Art. 217 – É dever do Estado fomentar práticas desportivas formais e não-formais, como direito de cada um, observados:
§ 1º – O Poder Judiciário só admitirá ações relativas à disciplina e às competições desportivas após esgotarem-se as instâncias da justiça desportiva, regulada em lei.
§ 2º – A justiça desportiva terá o prazo máximo de sessenta dias, contados da instauração do processo, para proferir decisão final.
§ 3º – O Poder Público incentivará o lazer, como forma de promoção social.
I – a autonomia das entidades desportivas dirigentes e associações, quanto a sua organização e funcionamento;
II – a destinação de recursos públicos para a promoção prioritária do desporto educacional e, em casos específicos, para a do desporto de alto rendimento;
III – o tratamento diferenciado para o desporto profissional e o não- profissional;
IV – a proteção e o incentivo às manifestações desportivas de criação nacional.Constituição 1988 – Acesso em 28/02/2026
O Art. 217 da Constituição Federal de 1988 estabelece o dever do Estado de fomentar práticas desportivas, tanto formais quanto não-formais, reconhecendo o esporte como um direito fundamental. Este dispositivo constitucional não se limita a uma mera declaração de princípios, mas impõe diretrizes claras para a atuação estatal, delineando a autonomia das entidades desportivas e a destinação de recursos públicos, com prioridade para o desporto educacional, conforme inciso II. A distinção entre desporto profissional e não-profissional (inciso III) e a proteção às manifestações desportivas de criação nacional (inciso IV) complementam o arcabouço normativo, visando um desenvolvimento esportivo abrangente e culturalmente relevante.

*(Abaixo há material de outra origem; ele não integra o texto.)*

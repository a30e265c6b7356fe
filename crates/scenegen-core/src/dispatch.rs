//! Commit ordering for concurrently generated units
//!
//! Units generate concurrently, but steps of one scene must be persisted in
//! selector order. Each unit holds a [`CommitTurn`]: it waits for the unit
//! before it in the same scene, commits, then passes the turn on.
//!
//! - A predecessor that finishes without committing (failure, staging,
//!   cancellation) releases the turn by being dropped.
//! - Turns only wait on earlier units, so in-order dispatch cannot deadlock.

use std::collections::HashMap;
use tokio::sync::oneshot;

/// Right to commit after the previous unit of the same scene
#[derive(Debug, Default)]
pub struct CommitTurn {
    predecessor: Option<oneshot::Receiver<()>>,
    successor: Option<oneshot::Sender<()>>,
}

impl CommitTurn {
    /// Create a turn that never waits
    #[inline]
    #[must_use]
    pub fn free() -> Self {
        Self::default()
    }

    /// Whether this turn waits on a predecessor
    #[inline]
    #[must_use]
    pub fn has_predecessor(&self) -> bool {
        self.predecessor.is_some()
    }

    /// Wait until the predecessor committed or gave up
    pub async fn wait(&mut self) {
        if let Some(rx) = self.predecessor.take() {
            // a dropped sender means the predecessor gave up
            let _ = rx.await;
        }
    }

    /// Let the successor commit
    #[inline]
    pub fn pass(mut self) {
        if let Some(tx) = self.successor.take() {
            let _ = tx.send(());
        }
    }
}

/// Build one turn per unit, chaining units that share a scene
///
/// `scene_ids` is in dispatch order. With `ordered` false every turn is free.
#[must_use]
pub fn commit_turns(scene_ids: impl IntoIterator<Item = u64>, ordered: bool) -> Vec<CommitTurn> {
    if !ordered {
        return scene_ids.into_iter().map(|_| CommitTurn::free()).collect();
    }
    let mut last: HashMap<u64, oneshot::Receiver<()>> = HashMap::new();
    scene_ids
        .into_iter()
        .map(|scene_id| {
            let (tx, rx) = oneshot::channel();
            CommitTurn {
                predecessor: last.insert(scene_id, rx),
                successor: Some(tx),
            }
        })
        .collect()
}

Um dos pontos mais relevantes e debatidos do Art. 217 reside em seu § 1º, que consagra o princípio da exaustão das instâncias da justiça desportiva como condição para o acesso ao Poder Judiciário. Esta regra de pré-questionamento desportivo visa preservar a especialidade e a celeridade das decisões no âmbito esportivo, evitando a judicialização prematura de litígios internos. A jurisprudência do Supremo Tribunal Federal, a exemplo do RE 668.627/DF, tem reiterado a constitucionalidade e a obrigatoriedade dessa exigência, ressalvando, contudo, a possibilidade de revisão judicial em casos de flagrante ilegalidade ou abuso de direito, após o esgotamento das vias administrativas desportivas. O § 2º, por sua vez, impõe um prazo máximo de sessenta dias para a decisão final da justiça desportiva, reforçando a necessidade de celeridade.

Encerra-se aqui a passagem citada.